Preferably, the materials employed in the disclosed material system are machine washable and dryable. The capability of the material to block heat and harmful UV rays may provide anti-aging benefits. The external protective or shell layer 10 material may be provided in different colors and patterns, with stitching, ruggedization, and other embellishments desired for gloves, socks, wraps, etc. For example, sublimation printing may be employed for the purpose of applying patterning or logos to the external protective or shell layer. The protective article, such as gloves, socks, or body wraps, may be made available in various sizes and different configurations. As a specific example, gloves such as shown in FIG. 2 may be specifically configured for use as driving gloves.
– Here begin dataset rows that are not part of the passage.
//! Identity resolution — mapping a bearer credential to a user id.
//!
//! Two credential forms are accepted on the same `Authorization: Bearer`
//! header: a signed JWT issued by `/auth/login`, and an opaque API token
//! minted by `/generate-token`. JWT verification is tried first (it needs
//! no store round-trip); anything that fails it is looked up as an API
//! token. Every failure collapses to a single "unauthenticated" result.

use argon2::{
  Argon2, PasswordHash, PasswordHasher as _, PasswordVerifier as _,
  password_hash::SaltString,
};
use axum::{extract::FromRequestParts, http::request::Parts};
use chrono::{Duration, Utc};
use jsonwebtoken::{DecodingKey, EncodingKey, Header, Validation};
use rand_core::OsRng;
use serde::{Deserialize, Serialize};

use factum_core::store::ContentStore;

use crate::{AppState, error::ApiError};

// ─── JWT ─────────────────────────────────────────────────────────────────────

/// Claims carried in the signed session token.
#[derive(Debug, Serialize, Deserialize)]
pub struct Claims {
  /// The user id.
  pub sub:   i64,
  pub email: String,
  /// Expiry, seconds since the epoch. Validated on decode.
  pub exp:   i64,
}

/// Sign a session token for `user_id` valid for `ttl_hours`.
pub fn issue_jwt(
  user_id:   i64,
  email:     &str,
  secret:    &str,
  ttl_hours: i64,
) -> Result<String, ApiError> {
  let claims = Claims {
    sub:   user_id,
    email: email.to_owned(),
    exp:   (Utc::now() + Duration::hours(ttl_hours)).timestamp(),
  };
  jsonwebtoken::encode(
    &Header::default(),
    &claims,
    &EncodingKey::from_secret(secret.as_bytes()),
  )
  .map_err(|e| ApiError::Internal(format!("jwt signing failed: {e}")))
}

/// Verify a session token; `None` on any failure (bad signature, expired,
/// not a JWT at all).
pub fn verify_jwt(token: &str, secret: &str) -> Option<i64> {
  jsonwebtoken::decode::<Claims>(
    token,
    &DecodingKey::from_secret(secret.as_bytes()),
    &Validation::default(),
  )
  .ok()
  .map(|data| data.claims.sub)
}

// ─── Password hashing ────────────────────────────────────────────────────────

/// Hash a password into an argon2 PHC string for storage.
pub fn hash_password(password: &str) -> Result<String, ApiError> {
  let salt = SaltString::generate(&mut OsRng);
  Argon2::default()
    .hash_password(password.as_bytes(), &salt)
    .map(|h| h.to_string())
    .map_err(|e| ApiError::Internal(format!("password hashing failed: {e}")))
}

/// Verify a password against a stored PHC string. An unparsable hash
/// verifies as false rather than erroring.
pub fn verify_password(password: &str, phc: &str) -> bool {
  let Ok(parsed) = PasswordHash::new(phc) else {
    return false;
  };
  Argon2::default()
    .verify_password(password.as_bytes(), &parsed)
    .is_ok()
}

// ─── Resolution ──────────────────────────────────────────────────────────────

/// Resolve the request's bearer credential to a user id, or `None` for an
/// anonymous request. Errors only on store failure.
pub async fn resolve_identity<S>(
  parts: &Parts,
  state: &AppState<S>,
) -> Result<Option<i64>, ApiError>
where
  S: ContentStore,
  S::Error: std::error::Error + Send + Sync + 'static,
{
  let Some(header) = parts
    .headers
    .get(axum::http::header::AUTHORIZATION)
    .and_then(|v| v.to_str().ok())
  else {
    return Ok(None);
  };

  let Some(token) = header.strip_prefix("Bearer ") else {
    return Ok(None);
  };

  if let Some(user_id) = verify_jwt(token, &state.config.jwt_secret) {
    return Ok(Some(user_id));
  }

  state
    .store
    .resolve_token(token)
    .await
    .map_err(|e| ApiError::Store(Box::new(e)))
}

// ─── Extractors ──────────────────────────────────────────────────────────────

/// The resolved identity of an authenticated request. Rejects with 401
/// when no usable credential is present.
#[derive(Debug, Clone, Copy)]
pub struct Identity {
  pub user_id: i64,
}

impl<S> FromRequestParts<AppState<S>> for Identity
where
  S: ContentStore + Clone + Send + Sync + 'static,
  S::Error: std::error::Error + Send + Sync + 'static,
{
  type Rejection = ApiError;

  async fn from_request_parts(
    parts: &mut Parts,
    state: &AppState<S>,
  ) -> Result<Self, Self::Rejection> {
    match resolve_identity(parts, state).await? {
      Some(user_id) => Ok(Identity { user_id }),
      None => Err(ApiError::Unauthenticated),
    }
  }
}

/// Identity for endpoints that serve anonymous requests too. Never
/// rejects on a missing or invalid credential — only on store failure.
#[derive(Debug, Clone, Copy)]
pub struct OptionalIdentity(pub Option<i64>);

impl<S> FromRequestParts<AppState<S>> for OptionalIdentity
where
  S: ContentStore + Clone + Send + Sync + 'static,
  S::Error: std::error::Error + Send + Sync + 'static,
{
  type Rejection = ApiError;

  async fn from_request_parts(
    parts: &mut Parts,
    state: &AppState<S>,
  ) -> Result<Self, Self::Rejection> {
    Ok(OptionalIdentity(resolve_identity(parts, state).await?))
  }
}

#[cfg(test)]
mod tests {
  use super::*;

  const SECRET: &str = "test-secret";

  #[test]
  fn jwt_roundtrip() {
    let token = issue_jwt(42, "alice@example.com", SECRET, 24).unwrap();
    assert_eq!(verify_jwt(&token, SECRET), Some(42));
  }

  #[test]
  fn jwt_wrong_secret_rejected() {
    let token = issue_jwt(42, "alice@example.com", SECRET, 24).unwrap();
    assert_eq!(verify_jwt(&token, "other-secret"), None);
  }

  #[test]
  fn expired_jwt_rejected() {
    let token = issue_jwt(42, "alice@example.com", SECRET, -1).unwrap();
    assert_eq!(verify_jwt(&token, SECRET), None);
  }

  #[test]
  fn garbage_is_not_a_jwt() {
    assert_eq!(verify_jwt("deadbeef", SECRET), None);
    assert_eq!(verify_jwt("", SECRET), None);
  }

  #[test]
  fn password_hash_verifies() {
    let phc = hash_password("hunter2").unwrap();
    assert!(phc.starts_with("$argon2"));
    assert!(verify_password("hunter2", &phc));
    assert!(!verify_password("hunter3", &phc));
  }

  #[test]
  fn unparsable_hash_never_verifies() {
    assert!(!verify_password("hunter2", "not-a-phc-string"));
  }
}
Such driving gloves enable a user to benefit from extended exposure to moisture, medication, or other moist substances. The driving gloves may be provided with patterned materials such as silicone on the fingers and/or palm that enhance the user's grip on a steering wheel. Further, such driving gloves may provide thermal protection from steering wheels and other surfaces that may be at elevated temperatures if the respective vehicle has been parked in a hot weather climate.
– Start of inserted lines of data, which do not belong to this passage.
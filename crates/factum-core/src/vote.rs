//! Vote types — per-user ratings of facts and their aggregate tally.
//!
//! The invariant is that a user holds at most one vote per fact; revoting
//! overwrites the rating in place. The constraint lives in the store
//! (`UNIQUE (fact_id, user_id)`), never in application check-then-act.

use chrono::{DateTime, Utc};
use serde::{Deserialize, Serialize};

use crate::{Error, Result};

// ─── Rating ──────────────────────────────────────────────────────────────────

/// The three permitted rating categories. Anything else is rejected at the
/// API boundary, not coerced.
#[derive(Debug, Clone, Copy, PartialEq, Eq, Serialize, Deserialize)]
#[serde(rename_all = "snake_case")]
pub enum Rating {
  Helpful,
  SomewhatHelpful,
  NotHelpful,
}

impl Rating {
  /// The string stored in the `rating` column and used on the wire.
  pub fn as_str(self) -> &'static str {
    match self {
      Self::Helpful => "helpful",
      Self::SomewhatHelpful => "somewhat_helpful",
      Self::NotHelpful => "not_helpful",
    }
  }

  pub fn parse(s: &str) -> Result<Self> {
    match s {
      "helpful" => Ok(Self::Helpful),
      "somewhat_helpful" => Ok(Self::SomewhatHelpful),
      "not_helpful" => Ok(Self::NotHelpful),
      other => Err(Error::InvalidRating(other.to_owned())),
    }
  }
}

// ─── Vote ────────────────────────────────────────────────────────────────────

/// One user's rating of one fact. At most one row exists per
/// (fact, user) pair; `updated_at` moves on revote.
#[derive(Debug, Clone, Serialize, Deserialize)]
pub struct Vote {
  pub id:         i64,
  pub fact_id:    i64,
  pub user_id:    i64,
  pub rating:     Rating,
  pub created_at: DateTime<Utc>,
  pub updated_at: DateTime<Utc>,
}

// ─── Tally ───────────────────────────────────────────────────────────────────

/// Per-category vote counts for a fact, recomputed from all vote rows at
/// the moment of the read. Never stored.
#[derive(
  Debug, Clone, Copy, PartialEq, Eq, Default, Serialize, Deserialize,
)]
pub struct VoteCounts {
  pub helpful:          u32,
  pub somewhat_helpful: u32,
  pub not_helpful:      u32,
}

impl VoteCounts {
  /// The number of distinct users who have voted.
  pub fn total(self) -> u32 {
    self.helpful + self.somewhat_helpful + self.not_helpful
  }
}

#[cfg(test)]
mod tests {
  use super::*;

  #[test]
  fn rating_roundtrip() {
    for r in [Rating::Helpful, Rating::SomewhatHelpful, Rating::NotHelpful] {
      assert_eq!(Rating::parse(r.as_str()).unwrap(), r);
    }
  }

  #[test]
  fn rating_rejects_unknown_category() {
    assert!(matches!(
      Rating::parse("very_helpful"),
      Err(Error::InvalidRating(_))
    ));
    assert!(Rating::parse("").is_err());
  }

  #[test]
  fn counts_total() {
    let counts = VoteCounts { helpful: 2, somewhat_helpful: 1, not_helpful: 3 };
    assert_eq!(counts.total(), 6);
    assert_eq!(VoteCounts::default().total(), 0);
  }
}
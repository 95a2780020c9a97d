//! JSON REST API for Factum.
//!
//! Exposes an axum [`Router`] backed by any
//! [`factum_core::store::ContentStore`]. The server binary lives in
//! `src/main.rs`; tests run the router directly against an in-memory
//! store.

pub mod auth;
pub mod error;
pub mod facts;
pub mod posts;
pub mod session;
pub mod tokens;
pub mod votes;

use std::{path::PathBuf, sync::Arc};

use axum::{
  Router,
  routing::{delete, get, post},
};
use serde::Deserialize;
use tower_http::trace::TraceLayer;

use factum_core::store::ContentStore;

pub use error::ApiError;

// ─── Configuration ────────────────────────────────────────────────────────────

fn default_token_ttl_hours() -> i64 { 24 }
fn default_api_token_ttl_days() -> i64 { 365 }

/// Runtime server configuration, deserialised from `config.toml` and
/// `FACTUM_*` environment variables.
#[derive(Deserialize, Clone)]
pub struct ServerConfig {
  pub host:       String,
  pub port:       u16,
  pub store_path: PathBuf,
  /// Shared secret for session-token signing.
  pub jwt_secret: String,
  /// Session token lifetime.
  #[serde(default = "default_token_ttl_hours")]
  pub token_ttl_hours: i64,
  /// Default API-token lifetime for `/generate-token`.
  #[serde(default = "default_api_token_ttl_days")]
  pub api_token_ttl_days: i64,
}

// ─── Application state ────────────────────────────────────────────────────────

/// Shared state threaded through all axum handlers.
#[derive(Clone)]
pub struct AppState<S: ContentStore> {
  pub store:  Arc<S>,
  pub config: Arc<ServerConfig>,
}

// ─── Router ───────────────────────────────────────────────────────────────────

/// Build a fully-materialised router for `state`.
pub fn router<S>(state: AppState<S>) -> Router
where
  S: ContentStore + Clone + Send + Sync + 'static,
  S::Error: std::error::Error + Send + Sync + 'static,
{
  Router::new()
    // Auth
    .route("/auth/register", post(session::register::<S>))
    .route("/auth/login", post(session::login::<S>))
    // Facts
    .route("/facts", get(facts::list::<S>).post(facts::create::<S>))
    .route("/facts/public", get(facts::list_public::<S>))
    .route(
      "/facts/{slug}",
      get(facts::get_one::<S>)
        .put(facts::update::<S>)
        .delete(facts::delete::<S>),
    )
    .route("/facts/{slug}/publish", post(facts::publish::<S>))
    .route(
      "/facts/{slug}/vote",
      post(votes::cast::<S>)
        .get(votes::get_own::<S>)
        .delete(votes::delete_own::<S>),
    )
    // Posts
    .route("/posts", get(posts::list_own::<S>).post(posts::create::<S>))
    .route("/posts/public", get(posts::list_public::<S>))
    .route(
      "/posts/{slug}",
      get(posts::get_one::<S>)
        .put(posts::update::<S>)
        .delete(posts::delete::<S>),
    )
    .route("/posts/{slug}/publish", post(posts::publish::<S>))
    // API tokens
    .route("/generate-token", post(tokens::generate::<S>))
    .route("/tokens", get(tokens::list::<S>))
    .route("/tokens/{id}", delete(tokens::revoke::<S>))
    .layer(TraceLayer::new_for_http())
    .with_state(state)
}

#[cfg(test)]
mod tests;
FIG. 2 shows an embodiment of a glove 20 comprised of the presently disclosed material system of FIG. 1. The glove has a body 24 that corresponds to the palm and back of the user's hand. The glove 20 has finger portions or protrusions 26 having closed ends 30. The protrusions 26 connect to the glove body 24 to allow insertion of the user's fingers and thumb. The protrusions 26 and the glove body 24 have a top surface oriented to correspond to the back of an inserted hand and a bottom surface oriented to the palm of an inserted hand.
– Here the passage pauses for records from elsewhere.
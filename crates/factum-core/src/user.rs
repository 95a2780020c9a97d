//! User — the owning identity for posts, votes, and API tokens.
//!
//! Users are created at registration and never deleted. The numeric id is
//! the authoritative key; email is unique but mutable in principle.

use chrono::{DateTime, Utc};
use serde::{Deserialize, Serialize};

/// A registered account. The password hash never leaves the store layer;
/// see [`UserCredentials`].
#[derive(Debug, Clone, Serialize, Deserialize)]
pub struct User {
  pub id:           i64,
  pub email:        String,
  pub display_name: Option<String>,
  pub created_at:   DateTime<Utc>,
}

/// Input to [`crate::store::ContentStore::create_user`].
/// The password arrives already hashed (argon2 PHC string); the core and
/// store layers never see plaintext.
#[derive(Debug, Clone)]
pub struct NewUser {
  pub email:         String,
  pub password_hash: Option<String>,
  pub display_name:  Option<String>,
}

/// A user joined with their stored password hash, for credential checks
/// during login. Not serializable on purpose.
#[derive(Debug, Clone)]
pub struct UserCredentials {
  pub user:          User,
  pub password_hash: Option<String>,
}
In a first embodiment, each protrusion 26 has an opening 28 near the top surface of the respective protrusion. The openings 28 are positioned proximate to and above the distal finger joint, between the closed ends 30 and the glove body 24, and are positioned to allow the closed ends 30 to be pulled off the distal end of the respective finger or thumb while remaining part of the glove, to allow access to the fingertip and/or fingernail on one or more of the fingers and the thumb. The protrusions may be thought of as having a distal end, including the closed ends, and a proximal end, closer to and adjoining the glove body. In an alternative embodiment (not illustrated), each protrusion 26 has an opening 28 in the bottom surface of the respective protrusion. In yet a further embodiment (also not illustrated), each protrusion has an opening in at least a portion of a peripheral surface of the respective protrusion.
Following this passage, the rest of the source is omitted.